**DESCRIPTION OF THE TASK**
In the listing below, find every line containing "cannot" and copy it out.

[SUPPLIED MATERIAL — start]

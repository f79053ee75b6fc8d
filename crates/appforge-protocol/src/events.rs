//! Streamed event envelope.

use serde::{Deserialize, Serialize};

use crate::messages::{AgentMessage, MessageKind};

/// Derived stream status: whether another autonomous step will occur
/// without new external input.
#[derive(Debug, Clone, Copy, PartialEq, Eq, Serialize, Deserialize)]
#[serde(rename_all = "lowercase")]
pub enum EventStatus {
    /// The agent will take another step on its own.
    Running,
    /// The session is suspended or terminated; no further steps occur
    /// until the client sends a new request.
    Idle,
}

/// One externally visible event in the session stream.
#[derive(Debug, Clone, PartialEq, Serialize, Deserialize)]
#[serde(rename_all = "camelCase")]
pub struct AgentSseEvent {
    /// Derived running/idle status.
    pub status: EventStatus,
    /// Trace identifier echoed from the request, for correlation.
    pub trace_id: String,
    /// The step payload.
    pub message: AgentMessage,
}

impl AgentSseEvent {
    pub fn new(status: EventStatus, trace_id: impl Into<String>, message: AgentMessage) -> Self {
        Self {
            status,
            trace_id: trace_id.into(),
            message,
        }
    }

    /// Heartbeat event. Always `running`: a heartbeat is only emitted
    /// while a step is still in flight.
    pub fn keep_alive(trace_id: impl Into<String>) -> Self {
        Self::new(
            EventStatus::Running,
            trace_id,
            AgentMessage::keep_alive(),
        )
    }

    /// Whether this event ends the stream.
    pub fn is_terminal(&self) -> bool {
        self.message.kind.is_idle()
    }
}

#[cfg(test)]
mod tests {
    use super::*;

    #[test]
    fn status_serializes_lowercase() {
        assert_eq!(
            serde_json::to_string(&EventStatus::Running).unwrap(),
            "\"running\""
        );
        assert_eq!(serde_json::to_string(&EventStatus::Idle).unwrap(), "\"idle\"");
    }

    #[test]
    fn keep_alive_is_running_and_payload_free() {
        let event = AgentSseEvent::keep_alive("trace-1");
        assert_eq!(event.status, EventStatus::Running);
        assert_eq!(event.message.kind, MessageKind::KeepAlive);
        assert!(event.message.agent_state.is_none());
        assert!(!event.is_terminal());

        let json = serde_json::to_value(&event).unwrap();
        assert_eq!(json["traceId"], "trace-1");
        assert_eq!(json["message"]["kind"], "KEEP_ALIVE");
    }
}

[SUPPLIED MATERIAL — finish]
[SUPPLIED MATERIAL — start]

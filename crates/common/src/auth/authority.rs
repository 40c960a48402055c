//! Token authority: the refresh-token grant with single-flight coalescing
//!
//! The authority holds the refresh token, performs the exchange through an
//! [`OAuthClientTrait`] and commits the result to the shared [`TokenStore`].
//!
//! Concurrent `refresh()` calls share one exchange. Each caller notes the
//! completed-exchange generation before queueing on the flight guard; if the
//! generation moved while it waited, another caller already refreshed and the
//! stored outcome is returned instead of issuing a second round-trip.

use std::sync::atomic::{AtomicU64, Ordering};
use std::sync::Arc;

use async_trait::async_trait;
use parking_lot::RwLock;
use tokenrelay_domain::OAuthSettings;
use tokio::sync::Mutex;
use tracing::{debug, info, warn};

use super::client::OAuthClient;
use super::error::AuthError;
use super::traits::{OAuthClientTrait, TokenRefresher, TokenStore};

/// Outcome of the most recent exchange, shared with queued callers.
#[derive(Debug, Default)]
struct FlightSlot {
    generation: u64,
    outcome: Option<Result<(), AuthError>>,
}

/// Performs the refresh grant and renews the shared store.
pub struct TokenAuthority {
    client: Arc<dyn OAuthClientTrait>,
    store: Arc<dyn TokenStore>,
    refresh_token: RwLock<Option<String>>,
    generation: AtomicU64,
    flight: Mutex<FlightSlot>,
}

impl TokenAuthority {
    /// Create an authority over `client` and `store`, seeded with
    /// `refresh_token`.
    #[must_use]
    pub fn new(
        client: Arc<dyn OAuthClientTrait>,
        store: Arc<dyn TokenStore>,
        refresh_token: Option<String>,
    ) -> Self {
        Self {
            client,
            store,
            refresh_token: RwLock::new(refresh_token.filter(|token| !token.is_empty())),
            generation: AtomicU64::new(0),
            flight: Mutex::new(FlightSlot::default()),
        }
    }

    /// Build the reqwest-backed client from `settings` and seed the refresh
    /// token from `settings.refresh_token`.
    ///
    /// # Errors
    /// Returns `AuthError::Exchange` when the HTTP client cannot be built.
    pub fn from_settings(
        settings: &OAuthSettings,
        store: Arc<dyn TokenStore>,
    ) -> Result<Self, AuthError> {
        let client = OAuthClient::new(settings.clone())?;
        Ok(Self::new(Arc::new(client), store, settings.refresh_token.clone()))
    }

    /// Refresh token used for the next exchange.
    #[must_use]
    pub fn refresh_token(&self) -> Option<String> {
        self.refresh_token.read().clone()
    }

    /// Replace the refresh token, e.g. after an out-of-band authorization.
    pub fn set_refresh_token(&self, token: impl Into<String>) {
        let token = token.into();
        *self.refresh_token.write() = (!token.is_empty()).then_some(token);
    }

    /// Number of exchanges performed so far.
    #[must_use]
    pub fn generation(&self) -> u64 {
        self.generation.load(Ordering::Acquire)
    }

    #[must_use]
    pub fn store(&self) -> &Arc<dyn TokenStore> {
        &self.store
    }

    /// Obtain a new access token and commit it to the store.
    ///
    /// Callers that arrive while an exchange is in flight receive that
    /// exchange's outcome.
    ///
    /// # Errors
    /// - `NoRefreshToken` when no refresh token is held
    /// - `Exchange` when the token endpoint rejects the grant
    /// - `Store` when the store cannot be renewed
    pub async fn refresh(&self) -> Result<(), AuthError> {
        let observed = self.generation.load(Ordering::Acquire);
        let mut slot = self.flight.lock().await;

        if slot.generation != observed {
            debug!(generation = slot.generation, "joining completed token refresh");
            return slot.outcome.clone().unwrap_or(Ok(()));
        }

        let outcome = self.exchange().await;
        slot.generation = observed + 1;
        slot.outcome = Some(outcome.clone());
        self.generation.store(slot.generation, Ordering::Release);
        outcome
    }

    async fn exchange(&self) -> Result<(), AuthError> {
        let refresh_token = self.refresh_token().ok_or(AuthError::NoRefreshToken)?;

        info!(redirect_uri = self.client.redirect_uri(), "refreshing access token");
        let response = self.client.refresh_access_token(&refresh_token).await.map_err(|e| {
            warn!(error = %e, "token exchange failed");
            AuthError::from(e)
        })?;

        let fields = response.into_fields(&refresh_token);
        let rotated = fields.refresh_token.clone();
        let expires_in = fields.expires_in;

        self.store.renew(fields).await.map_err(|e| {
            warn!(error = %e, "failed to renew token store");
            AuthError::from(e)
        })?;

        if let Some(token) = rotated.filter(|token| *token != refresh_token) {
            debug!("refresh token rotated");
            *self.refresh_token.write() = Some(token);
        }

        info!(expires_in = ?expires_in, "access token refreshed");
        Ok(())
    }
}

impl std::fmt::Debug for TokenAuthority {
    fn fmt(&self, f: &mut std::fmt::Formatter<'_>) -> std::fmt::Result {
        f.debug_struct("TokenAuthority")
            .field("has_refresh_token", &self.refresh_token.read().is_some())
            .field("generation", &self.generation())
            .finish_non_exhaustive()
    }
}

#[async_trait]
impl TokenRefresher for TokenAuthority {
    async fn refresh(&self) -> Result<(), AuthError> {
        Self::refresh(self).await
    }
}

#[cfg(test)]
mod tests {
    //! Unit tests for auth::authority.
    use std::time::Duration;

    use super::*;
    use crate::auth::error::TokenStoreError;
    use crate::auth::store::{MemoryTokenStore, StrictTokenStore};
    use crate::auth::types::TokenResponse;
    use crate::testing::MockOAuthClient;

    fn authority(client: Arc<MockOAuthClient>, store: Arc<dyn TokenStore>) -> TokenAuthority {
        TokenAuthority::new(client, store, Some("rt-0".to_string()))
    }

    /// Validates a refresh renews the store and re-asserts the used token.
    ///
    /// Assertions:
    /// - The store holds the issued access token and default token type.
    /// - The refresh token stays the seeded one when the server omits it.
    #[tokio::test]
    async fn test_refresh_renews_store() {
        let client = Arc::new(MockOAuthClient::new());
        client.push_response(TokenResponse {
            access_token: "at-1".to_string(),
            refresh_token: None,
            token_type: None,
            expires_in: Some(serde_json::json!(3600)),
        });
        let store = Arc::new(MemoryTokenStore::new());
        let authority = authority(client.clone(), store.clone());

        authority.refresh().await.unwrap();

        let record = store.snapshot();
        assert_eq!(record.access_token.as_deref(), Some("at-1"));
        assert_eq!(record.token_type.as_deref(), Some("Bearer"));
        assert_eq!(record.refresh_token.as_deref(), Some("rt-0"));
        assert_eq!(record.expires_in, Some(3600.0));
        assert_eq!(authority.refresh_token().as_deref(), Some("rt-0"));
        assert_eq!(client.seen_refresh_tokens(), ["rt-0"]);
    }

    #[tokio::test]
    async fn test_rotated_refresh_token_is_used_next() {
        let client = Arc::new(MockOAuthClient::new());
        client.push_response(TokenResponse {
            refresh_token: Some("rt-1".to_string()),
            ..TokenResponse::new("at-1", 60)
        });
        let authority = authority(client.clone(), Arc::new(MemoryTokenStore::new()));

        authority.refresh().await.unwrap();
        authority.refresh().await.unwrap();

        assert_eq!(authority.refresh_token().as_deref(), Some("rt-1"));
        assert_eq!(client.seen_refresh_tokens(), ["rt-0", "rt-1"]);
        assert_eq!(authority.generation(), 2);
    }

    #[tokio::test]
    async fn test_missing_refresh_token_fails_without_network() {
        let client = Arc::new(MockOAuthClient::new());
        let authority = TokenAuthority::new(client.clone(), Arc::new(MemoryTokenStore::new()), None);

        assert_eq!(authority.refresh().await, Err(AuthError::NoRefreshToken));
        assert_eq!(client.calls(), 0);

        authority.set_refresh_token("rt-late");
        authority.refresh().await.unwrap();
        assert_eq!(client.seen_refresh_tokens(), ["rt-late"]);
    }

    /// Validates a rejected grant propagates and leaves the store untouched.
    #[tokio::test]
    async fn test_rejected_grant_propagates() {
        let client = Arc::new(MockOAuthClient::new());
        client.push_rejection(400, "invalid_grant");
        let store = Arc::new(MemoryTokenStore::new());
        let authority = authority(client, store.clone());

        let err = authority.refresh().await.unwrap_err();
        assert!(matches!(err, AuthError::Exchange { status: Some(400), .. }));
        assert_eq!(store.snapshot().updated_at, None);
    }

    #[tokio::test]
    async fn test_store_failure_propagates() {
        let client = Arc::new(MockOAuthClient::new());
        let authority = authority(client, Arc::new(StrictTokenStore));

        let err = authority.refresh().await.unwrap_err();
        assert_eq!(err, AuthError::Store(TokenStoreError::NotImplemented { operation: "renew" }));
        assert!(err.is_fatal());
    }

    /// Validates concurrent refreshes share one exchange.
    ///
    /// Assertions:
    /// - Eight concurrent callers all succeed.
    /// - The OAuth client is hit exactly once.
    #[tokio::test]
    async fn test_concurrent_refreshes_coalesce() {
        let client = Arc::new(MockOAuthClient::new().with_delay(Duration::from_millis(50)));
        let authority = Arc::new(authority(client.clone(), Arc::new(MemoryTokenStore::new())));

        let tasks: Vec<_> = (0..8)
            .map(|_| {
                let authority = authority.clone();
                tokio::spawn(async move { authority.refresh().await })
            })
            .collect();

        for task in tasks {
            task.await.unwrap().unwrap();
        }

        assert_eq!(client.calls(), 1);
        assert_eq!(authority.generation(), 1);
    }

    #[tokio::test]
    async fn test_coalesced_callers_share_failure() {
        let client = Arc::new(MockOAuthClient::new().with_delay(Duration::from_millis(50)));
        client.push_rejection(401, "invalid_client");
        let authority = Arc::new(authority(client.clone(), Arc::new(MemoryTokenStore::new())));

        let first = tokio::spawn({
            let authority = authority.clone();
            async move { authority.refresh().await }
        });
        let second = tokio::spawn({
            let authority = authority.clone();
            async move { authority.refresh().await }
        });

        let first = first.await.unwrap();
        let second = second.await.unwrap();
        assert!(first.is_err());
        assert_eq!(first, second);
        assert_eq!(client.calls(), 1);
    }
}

[SUPPLIED MATERIAL — finish]

**EXERCISE ANSWER**
    /// Returns `AuthError::Exchange` when the HTTP client cannot be built.
    /// - `Store` when the store cannot be renewed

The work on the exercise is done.